**Goal of the exercise**
Produce a copy of every line in the records that holds the string "until".

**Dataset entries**

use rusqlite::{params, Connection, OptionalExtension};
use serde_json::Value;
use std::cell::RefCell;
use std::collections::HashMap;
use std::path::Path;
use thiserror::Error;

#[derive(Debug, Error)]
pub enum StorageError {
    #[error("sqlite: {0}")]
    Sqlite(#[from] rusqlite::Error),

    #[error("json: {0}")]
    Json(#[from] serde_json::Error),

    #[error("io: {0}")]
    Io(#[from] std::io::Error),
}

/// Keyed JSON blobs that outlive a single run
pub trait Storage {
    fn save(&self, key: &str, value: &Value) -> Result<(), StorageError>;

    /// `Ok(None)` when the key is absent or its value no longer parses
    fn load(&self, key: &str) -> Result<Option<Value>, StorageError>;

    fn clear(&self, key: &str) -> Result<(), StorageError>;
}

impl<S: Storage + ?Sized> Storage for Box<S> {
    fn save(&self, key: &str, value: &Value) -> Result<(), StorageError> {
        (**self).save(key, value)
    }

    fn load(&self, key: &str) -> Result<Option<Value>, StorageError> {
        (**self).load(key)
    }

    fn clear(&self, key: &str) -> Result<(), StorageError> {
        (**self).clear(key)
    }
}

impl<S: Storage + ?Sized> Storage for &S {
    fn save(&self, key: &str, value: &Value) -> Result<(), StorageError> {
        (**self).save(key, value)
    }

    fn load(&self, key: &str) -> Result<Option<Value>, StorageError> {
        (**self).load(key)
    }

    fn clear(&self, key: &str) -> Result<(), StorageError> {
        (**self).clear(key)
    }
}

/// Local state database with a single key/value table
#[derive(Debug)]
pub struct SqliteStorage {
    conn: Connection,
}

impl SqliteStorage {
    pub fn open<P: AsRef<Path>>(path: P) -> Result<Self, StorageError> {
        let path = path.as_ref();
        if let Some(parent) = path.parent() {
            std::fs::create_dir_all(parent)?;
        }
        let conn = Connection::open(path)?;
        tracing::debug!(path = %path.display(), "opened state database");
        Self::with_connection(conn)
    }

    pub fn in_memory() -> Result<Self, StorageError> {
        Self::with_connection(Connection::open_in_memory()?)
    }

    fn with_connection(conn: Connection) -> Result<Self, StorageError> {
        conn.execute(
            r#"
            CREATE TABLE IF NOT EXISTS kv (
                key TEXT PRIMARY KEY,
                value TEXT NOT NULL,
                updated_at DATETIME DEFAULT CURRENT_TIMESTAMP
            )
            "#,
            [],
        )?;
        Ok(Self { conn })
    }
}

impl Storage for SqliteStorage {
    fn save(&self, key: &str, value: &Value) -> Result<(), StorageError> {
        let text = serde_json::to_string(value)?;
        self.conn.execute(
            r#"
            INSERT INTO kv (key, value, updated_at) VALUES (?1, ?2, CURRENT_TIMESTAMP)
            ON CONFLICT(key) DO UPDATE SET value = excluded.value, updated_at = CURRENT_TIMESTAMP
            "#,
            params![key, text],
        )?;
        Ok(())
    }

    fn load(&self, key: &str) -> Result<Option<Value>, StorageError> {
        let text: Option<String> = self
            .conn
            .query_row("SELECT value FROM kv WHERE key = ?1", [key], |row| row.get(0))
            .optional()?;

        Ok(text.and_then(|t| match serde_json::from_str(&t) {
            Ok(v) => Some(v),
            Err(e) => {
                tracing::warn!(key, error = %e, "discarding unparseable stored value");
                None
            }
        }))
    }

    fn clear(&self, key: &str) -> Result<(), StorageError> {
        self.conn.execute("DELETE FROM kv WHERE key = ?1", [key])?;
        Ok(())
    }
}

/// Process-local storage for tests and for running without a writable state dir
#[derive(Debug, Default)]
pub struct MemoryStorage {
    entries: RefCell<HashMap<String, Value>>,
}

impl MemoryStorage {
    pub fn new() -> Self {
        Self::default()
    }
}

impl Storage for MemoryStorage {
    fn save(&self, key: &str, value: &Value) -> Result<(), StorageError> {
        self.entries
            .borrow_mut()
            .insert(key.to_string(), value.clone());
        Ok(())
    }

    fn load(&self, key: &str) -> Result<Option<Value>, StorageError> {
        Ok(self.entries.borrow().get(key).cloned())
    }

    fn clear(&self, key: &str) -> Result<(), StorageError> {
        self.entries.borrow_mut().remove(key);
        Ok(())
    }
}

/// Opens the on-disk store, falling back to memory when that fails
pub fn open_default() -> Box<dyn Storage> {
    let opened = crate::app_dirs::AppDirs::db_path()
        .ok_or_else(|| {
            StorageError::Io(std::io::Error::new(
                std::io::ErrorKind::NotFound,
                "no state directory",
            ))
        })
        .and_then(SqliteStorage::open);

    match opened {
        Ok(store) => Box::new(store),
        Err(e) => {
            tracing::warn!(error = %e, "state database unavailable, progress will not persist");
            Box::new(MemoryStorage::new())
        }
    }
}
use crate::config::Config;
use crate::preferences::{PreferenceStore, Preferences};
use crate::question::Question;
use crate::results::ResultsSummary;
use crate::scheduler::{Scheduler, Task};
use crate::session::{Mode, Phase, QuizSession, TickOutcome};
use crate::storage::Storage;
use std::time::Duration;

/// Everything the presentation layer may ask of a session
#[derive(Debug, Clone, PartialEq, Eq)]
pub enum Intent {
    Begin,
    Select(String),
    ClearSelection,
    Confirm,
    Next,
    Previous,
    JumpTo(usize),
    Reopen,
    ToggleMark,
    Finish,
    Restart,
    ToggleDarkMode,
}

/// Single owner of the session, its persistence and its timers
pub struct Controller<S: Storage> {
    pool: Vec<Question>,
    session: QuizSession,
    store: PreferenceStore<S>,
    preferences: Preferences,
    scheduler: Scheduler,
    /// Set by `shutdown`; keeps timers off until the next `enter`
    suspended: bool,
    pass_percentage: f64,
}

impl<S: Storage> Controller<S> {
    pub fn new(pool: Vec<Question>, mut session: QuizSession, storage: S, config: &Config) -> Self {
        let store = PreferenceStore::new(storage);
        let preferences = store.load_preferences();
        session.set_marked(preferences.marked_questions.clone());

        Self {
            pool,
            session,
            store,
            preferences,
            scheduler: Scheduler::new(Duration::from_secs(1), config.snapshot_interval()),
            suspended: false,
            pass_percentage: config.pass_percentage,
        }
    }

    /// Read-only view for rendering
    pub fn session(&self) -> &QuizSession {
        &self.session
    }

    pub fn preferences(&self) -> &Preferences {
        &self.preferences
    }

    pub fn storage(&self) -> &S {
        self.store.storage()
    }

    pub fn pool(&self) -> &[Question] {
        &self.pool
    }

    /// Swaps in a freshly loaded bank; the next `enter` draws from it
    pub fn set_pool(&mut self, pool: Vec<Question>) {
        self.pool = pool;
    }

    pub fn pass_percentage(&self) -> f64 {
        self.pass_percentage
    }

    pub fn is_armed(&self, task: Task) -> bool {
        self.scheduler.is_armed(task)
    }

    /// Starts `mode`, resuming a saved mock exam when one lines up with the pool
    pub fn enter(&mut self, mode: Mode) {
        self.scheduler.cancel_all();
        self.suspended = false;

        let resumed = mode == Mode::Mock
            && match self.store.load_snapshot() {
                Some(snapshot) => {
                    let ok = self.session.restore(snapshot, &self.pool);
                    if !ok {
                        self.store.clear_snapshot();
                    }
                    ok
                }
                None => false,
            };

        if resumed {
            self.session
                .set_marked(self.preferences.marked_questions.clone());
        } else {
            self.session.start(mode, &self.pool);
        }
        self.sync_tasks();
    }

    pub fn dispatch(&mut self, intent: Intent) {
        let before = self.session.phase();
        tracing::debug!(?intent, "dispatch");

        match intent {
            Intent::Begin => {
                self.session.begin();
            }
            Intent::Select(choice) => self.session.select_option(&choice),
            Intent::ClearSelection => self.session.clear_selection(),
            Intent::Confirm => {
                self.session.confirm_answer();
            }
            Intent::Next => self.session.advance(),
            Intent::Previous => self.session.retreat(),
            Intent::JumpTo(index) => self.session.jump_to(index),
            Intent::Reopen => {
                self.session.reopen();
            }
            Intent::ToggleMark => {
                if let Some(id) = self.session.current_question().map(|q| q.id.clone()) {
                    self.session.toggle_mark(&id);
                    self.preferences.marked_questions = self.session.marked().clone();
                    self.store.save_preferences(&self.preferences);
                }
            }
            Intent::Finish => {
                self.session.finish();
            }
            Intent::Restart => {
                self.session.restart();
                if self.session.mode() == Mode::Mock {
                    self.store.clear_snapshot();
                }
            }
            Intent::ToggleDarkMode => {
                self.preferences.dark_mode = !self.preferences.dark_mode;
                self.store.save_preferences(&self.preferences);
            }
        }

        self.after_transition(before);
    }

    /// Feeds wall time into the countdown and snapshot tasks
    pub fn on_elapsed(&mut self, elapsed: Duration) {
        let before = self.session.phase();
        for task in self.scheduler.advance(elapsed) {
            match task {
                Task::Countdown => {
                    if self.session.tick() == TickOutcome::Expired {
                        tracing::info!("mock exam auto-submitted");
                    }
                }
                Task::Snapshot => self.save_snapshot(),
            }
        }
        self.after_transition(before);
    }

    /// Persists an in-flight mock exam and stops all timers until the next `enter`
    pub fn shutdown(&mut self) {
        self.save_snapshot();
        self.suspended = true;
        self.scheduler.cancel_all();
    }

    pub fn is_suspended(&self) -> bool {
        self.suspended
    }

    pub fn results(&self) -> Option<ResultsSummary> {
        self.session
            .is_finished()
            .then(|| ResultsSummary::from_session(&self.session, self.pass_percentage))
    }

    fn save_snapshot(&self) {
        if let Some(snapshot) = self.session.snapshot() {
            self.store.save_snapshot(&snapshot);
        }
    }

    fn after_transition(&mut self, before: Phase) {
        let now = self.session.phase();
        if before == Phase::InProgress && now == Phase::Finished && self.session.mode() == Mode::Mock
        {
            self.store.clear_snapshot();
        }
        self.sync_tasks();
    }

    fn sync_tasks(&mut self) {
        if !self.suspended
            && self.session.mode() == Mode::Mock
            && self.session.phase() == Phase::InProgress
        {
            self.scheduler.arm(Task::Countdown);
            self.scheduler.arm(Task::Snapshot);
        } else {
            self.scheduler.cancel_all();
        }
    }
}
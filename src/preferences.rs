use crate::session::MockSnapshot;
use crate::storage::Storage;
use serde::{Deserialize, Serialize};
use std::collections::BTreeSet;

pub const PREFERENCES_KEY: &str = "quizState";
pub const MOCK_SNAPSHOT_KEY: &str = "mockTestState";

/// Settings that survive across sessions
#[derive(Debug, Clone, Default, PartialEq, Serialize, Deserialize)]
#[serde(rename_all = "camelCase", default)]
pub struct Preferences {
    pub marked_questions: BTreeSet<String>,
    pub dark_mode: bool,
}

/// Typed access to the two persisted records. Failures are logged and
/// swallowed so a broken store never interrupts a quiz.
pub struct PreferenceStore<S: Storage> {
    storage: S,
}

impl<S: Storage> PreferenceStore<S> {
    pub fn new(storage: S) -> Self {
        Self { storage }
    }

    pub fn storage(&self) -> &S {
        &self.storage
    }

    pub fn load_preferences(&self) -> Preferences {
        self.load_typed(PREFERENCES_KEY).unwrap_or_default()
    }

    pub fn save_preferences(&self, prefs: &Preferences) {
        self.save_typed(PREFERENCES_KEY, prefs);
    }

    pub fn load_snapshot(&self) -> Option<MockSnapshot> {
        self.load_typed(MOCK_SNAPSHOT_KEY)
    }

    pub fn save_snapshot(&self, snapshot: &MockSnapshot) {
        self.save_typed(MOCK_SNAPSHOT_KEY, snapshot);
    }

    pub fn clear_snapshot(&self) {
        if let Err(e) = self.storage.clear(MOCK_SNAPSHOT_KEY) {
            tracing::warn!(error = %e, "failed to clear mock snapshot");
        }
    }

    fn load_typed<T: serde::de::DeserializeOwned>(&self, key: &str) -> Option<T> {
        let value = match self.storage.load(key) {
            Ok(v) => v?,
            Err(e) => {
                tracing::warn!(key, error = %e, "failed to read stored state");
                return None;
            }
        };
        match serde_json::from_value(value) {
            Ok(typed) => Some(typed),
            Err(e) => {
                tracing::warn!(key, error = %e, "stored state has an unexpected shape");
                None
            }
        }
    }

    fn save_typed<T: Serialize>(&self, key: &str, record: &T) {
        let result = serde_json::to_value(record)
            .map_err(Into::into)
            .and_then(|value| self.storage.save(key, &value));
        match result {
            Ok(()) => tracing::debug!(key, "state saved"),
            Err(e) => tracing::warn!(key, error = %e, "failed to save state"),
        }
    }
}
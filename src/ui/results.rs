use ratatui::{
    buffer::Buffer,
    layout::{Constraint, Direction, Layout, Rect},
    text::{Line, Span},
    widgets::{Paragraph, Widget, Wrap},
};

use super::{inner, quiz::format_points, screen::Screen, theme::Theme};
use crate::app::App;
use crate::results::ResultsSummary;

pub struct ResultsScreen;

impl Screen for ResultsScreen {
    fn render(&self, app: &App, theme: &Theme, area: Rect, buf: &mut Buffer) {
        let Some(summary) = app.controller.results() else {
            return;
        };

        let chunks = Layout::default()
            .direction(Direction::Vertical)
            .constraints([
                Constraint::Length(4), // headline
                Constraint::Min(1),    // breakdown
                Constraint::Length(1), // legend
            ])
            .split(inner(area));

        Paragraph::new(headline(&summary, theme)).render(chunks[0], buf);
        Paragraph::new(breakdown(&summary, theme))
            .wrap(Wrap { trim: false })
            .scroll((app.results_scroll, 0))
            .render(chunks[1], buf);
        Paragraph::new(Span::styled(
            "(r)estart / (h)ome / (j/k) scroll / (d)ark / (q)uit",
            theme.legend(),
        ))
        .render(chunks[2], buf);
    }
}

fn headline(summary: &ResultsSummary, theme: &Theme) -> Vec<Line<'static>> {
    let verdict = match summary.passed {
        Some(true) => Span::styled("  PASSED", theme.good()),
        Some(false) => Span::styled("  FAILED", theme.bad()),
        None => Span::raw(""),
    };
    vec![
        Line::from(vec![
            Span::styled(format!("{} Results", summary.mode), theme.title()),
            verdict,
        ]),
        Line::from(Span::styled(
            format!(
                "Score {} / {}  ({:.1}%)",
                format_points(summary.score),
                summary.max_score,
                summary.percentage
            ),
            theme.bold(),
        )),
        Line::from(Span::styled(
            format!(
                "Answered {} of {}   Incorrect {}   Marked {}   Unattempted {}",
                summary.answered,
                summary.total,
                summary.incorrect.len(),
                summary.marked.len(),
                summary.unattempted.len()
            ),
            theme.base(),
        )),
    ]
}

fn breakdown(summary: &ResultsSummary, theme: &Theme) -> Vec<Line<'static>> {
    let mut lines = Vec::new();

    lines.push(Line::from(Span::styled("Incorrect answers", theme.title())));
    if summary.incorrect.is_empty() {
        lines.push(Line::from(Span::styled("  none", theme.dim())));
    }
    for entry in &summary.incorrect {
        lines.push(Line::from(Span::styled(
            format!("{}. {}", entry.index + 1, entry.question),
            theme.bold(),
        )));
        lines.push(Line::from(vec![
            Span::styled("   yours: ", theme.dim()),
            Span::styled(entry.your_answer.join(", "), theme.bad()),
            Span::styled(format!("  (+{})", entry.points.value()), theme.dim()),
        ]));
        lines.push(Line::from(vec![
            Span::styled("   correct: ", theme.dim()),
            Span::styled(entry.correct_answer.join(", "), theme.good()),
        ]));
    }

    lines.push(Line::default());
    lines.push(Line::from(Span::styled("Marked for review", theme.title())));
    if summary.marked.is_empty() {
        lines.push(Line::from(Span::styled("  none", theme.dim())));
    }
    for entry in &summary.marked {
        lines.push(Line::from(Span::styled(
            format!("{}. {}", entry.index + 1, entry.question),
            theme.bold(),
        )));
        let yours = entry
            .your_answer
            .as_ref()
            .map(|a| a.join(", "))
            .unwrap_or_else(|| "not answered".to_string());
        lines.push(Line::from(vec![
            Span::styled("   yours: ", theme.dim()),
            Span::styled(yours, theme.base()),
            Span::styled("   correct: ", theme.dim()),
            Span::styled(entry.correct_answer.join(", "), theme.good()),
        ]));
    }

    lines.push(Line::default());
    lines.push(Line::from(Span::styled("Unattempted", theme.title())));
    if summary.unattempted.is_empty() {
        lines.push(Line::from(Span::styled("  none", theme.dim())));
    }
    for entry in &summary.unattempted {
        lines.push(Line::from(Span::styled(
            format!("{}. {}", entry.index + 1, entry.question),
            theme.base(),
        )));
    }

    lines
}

**Expected output**
    /// Set by `shutdown`; keeps timers off until the next `enter`
    /// Persists an in-flight mock exam and stops all timers until the next `enter`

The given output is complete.